NOT FOR PUBLICATION WITHOUT THE
APPROVAL OF THE APPELLATE DIVISION
This opinion shall not "constitute precedent or be binding upon any court."
Although it is posted on the internet, this opinion is binding only on the
parties in the case and its use in other cases is limited. R.1:36-3.
SUPERIOR COURT OF NEW JERSEY
APPELLATE DIVISION
DOCKET NO. A-4784-15T4
MATCHAPONIX ESTATES, INC.
and NCV DEVELOPERS,
Plaintiffs-Respondents,
v.
FIRST MERCURY INSURANCE COMPANY,
Defendant-Appellant.
_________________________________
Argued May 24, 2017 – Decided July 10, 2017
Before Judges Manahan and Lisa.
On appeal from Superior Court of New Jersey,
Law Division, Middlesex County, Docket No. L-
4399-15.
Daniel Pickett argued the cause for appellant
(Carroll, McNulty & Kull, LLC, attorneys;
Kristin V. Gallagher and Mr. Pickett, of
counsel and on the briefs).
David M. Hutt argued the cause for respondents
(Hutt & Shimanowitz, P.C., attorneys; Mr. Hutt
and Bryan D. Plocker, of counsel and on the
brief).
PER CURIAM
In this insurance coverage dispute, First Mercury Insurance
Company (First Mercury) appeals from an order denying its motion
for summary judgment, as well as a second order granting summary
judgment in favor of Matchaponix Estates, Inc. (Matchaponix) and
NCV Developers (NCV). We affirm.
We discern the following facts and all reasonable inferences
drawn therefrom in the light most favorable to the party against
whom summary judgment was entered. Brill v. Guardian Life Ins.

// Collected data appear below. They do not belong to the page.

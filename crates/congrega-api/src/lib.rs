//! JSON REST API for Congrega.
//!
//! Exposes an axum [`Router`] backed by any
//! [`congrega_core::store::CommunityStore`]. Every route is tenant-scoped:
//! the tenant comes from the `x-company-id` header set by the upstream
//! gateway (see [`caller`]), and requests without it are rejected with 401.
//! The roles and permissions catalog ([`access`]) is shared across tenants
//! but sits behind the same header check.
//!
//! # Mounting
//!
//! ```rust,ignore
//! .nest("/api", congrega_api::api_router(store.clone()))
//! ```

pub mod access;
pub mod attendance;
pub mod caller;
pub mod cells;
pub mod error;
pub mod events;
pub mod ministries;
pub mod people;

use std::sync::Arc;

use axum::{
  Router,
  routing::{get, patch, post, put},
};
use congrega_core::store::CommunityStore;

pub use caller::Caller;
pub use error::ApiError;

/// Build a fully-materialised API router for `store`.
///
/// The returned `Router<()>` can be nested into any parent router regardless
/// of its own state type.
pub fn api_router<S>(store: Arc<S>) -> Router<()>
where
  S: CommunityStore + 'static,
{
  Router::new()
    // People
    .route("/people", get(people::list::<S>).post(people::create::<S>))
    .route(
      "/people/{id}",
      get(people::get_one::<S>)
        .put(people::update::<S>)
        .delete(people::deactivate::<S>),
    )
    .route("/people/{id}/toggle-status", patch(people::toggle_status::<S>))
    .route("/people/{id}/attendance", get(people::attendance::<S>))
    // Events
    .route("/events", get(events::list::<S>).post(events::create::<S>))
    .route(
      "/events/{id}",
      get(events::get_one::<S>)
        .put(events::update::<S>)
        .delete(events::cancel::<S>),
    )
    .route("/events/{id}/people", get(events::roster::<S>))
    .route("/events/{id}/attendance", get(events::attendance::<S>))
    // Attendance
    .route("/attendance", post(attendance::mark::<S>))
    .route("/attendance/mark-multiple", post(attendance::mark_multiple::<S>))
    .route("/attendance/toggle", post(attendance::toggle::<S>))
    // Ministries
    .route(
      "/ministries",
      get(ministries::list::<S>).post(ministries::create::<S>),
    )
    .route("/ministries/{id}", get(ministries::get_one::<S>))
    .route(
      "/ministries/{id}/members/{person_id}",
      put(ministries::assign_role::<S>),
    )
    .route("/ministries/{id}/cell-groups", get(ministries::cell_groups::<S>))
    // Cell groups
    .route("/cell-groups", post(cells::create::<S>))
    .route(
      "/cell-groups/{id}",
      get(cells::get_one::<S>).put(cells::update::<S>),
    )
    // Access catalog
    .route(
      "/roles",
      get(access::list_roles::<S>).post(access::create_role::<S>),
    )
    .route("/roles/{id}", get(access::get_role::<S>))
    .route(
      "/permissions",
      get(access::list_permissions::<S>).post(access::create_permission::<S>),
    )
    .route("/permissions/{id}", get(access::get_permission::<S>))
    .with_state(store)
}
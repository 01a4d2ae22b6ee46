//! [`SqliteStore`]: the SQLite implementation of [`CommunityStore`].

use std::path::Path;

use chrono::Utc;
use rusqlite::{OptionalExtension as _, TransactionBehavior};
use uuid::Uuid;

use congrega_core::{
  CompanyId,
  access::{NewPermission, NewRole, Permission, Role},
  attendance::AttendanceRecord,
  cell::{CellGroup, CellGroupUpdate, CellMembership, NewCellGroup},
  event::{Event, EventStatus, EventUpdate, NewEvent},
  ministry::{Ministry, MinistryMembership, NewMinistry},
  person::{NewPerson, Person, PersonStatus, PersonUpdate},
  store::CommunityStore,
};

use crate::{
  Result,
  encode::{
    RawAttendance, RawCellGroup, RawCellMember, RawEvent, RawMinistry,
    RawMinistryMember, RawPermission, RawPerson, RawRole, encode_company, encode_dt,
    encode_event_status, encode_person_status, encode_uuid,
  },
  schema::SCHEMA,
};

// ─── Store ───────────────────────────────────────────────────────────────────

/// A Congrega community store backed by a single SQLite file.
///
/// Cloning is cheap; the inner connection is reference-counted.
#[derive(Clone)]
pub struct SqliteStore {
  conn: tokio_rusqlite::Connection,
}

impl SqliteStore {
  /// Open (or create) a store at `path` and run schema initialisation.
  pub async fn open(path: impl AsRef<Path>) -> Result<Self> {
    let path = path.as_ref();
    tracing::debug!(path = %path.display(), "opening sqlite store");
    let conn = tokio_rusqlite::Connection::open(path).await?;
    let store = Self { conn };
    store.init_schema().await?;
    Ok(store)
  }

  /// Open an in-memory store, mainly for tests.
  pub async fn open_in_memory() -> Result<Self> {
    let conn = tokio_rusqlite::Connection::open_in_memory().await?;
    let store = Self { conn };
    store.init_schema().await?;
    Ok(store)
  }

  async fn init_schema(&self) -> Result<()> {
    self
      .conn
      .call(|conn| {
        conn.execute_batch(SCHEMA)?;
        Ok(())
      })
      .await?;
    Ok(())
  }

  /// Count attendance rows for a pair across all tenants. Used by tests to
  /// check the one-row-per-pair invariant directly.
  #[cfg(test)]
  pub(crate) async fn attendance_rows(
    &self,
    event_id: Uuid,
    person_id: Uuid,
  ) -> Result<i64> {
    let event_str  = encode_uuid(event_id);
    let person_str = encode_uuid(person_id);
    Ok(
      self
        .conn
        .call(move |conn| {
          Ok(conn.query_row(
            "SELECT COUNT(*) FROM attendance WHERE event_id = ?1 AND person_id = ?2",
            rusqlite::params![event_str, person_str],
            |r| r.get(0),
          )?)
        })
        .await?,
    )
  }
}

Co. of Am., 142 N.J. 520, 523-24 (1995). The underlying personal
injury action involves Jeannine Bleich, who claimed to be injured
while riding her bicycle along the roadway in a development built
by Matchaponix and NCV. Bleich attributed her accident and
resulting injury to a sinkhole, which caused her to be propelled
forward onto the pavement.
In November 2014, Bleich and her husband filed a complaint
naming NCV as a defendant. The complaint was thereafter amended
to add Matchaponix as a defendant. The complaint alleged
Matchaponix and NCV were negligent in their management and
maintenance of the development.
At the time of the accident, Matchaponix and NCV were insured
under a commercial general liability policy (CGL) issued by First
Mercury. The CGL included an endorsement-subsidence exclusion,
which provided,
This insurance does not apply to:
2 A-4784-15T4
"Bodily injury" or "property damage"
directly or indirectly arising out of[,]
caused by, resulting from, contributed to,
aggravated by or related to the subsidence,
settling, settlement, expansion, sinking,
slipping, falling away, tilting, caving in,
shifting[,] eroding, rising, heaving,
landslide, flood or mud flow, earthquake,
volcanic eruption or other tectonic processes
or any other movement, of land or earth,
however caused, and whether by natural,
manmade, accidental or artificial means. This
exclusion applies regardless of any other
cause or event that contributes concurrently
or in any sequence to the "bodily injury" or
"property damage."
We shall have no duty or obligation on
our part under this insurance to defend,
respond to, investigate or indemnify any
insured against any loss, claim, "suit," or
other proceeding alleging damages arising out
of or related to "bodily injury" or "property
damage" to which this endorsement applies.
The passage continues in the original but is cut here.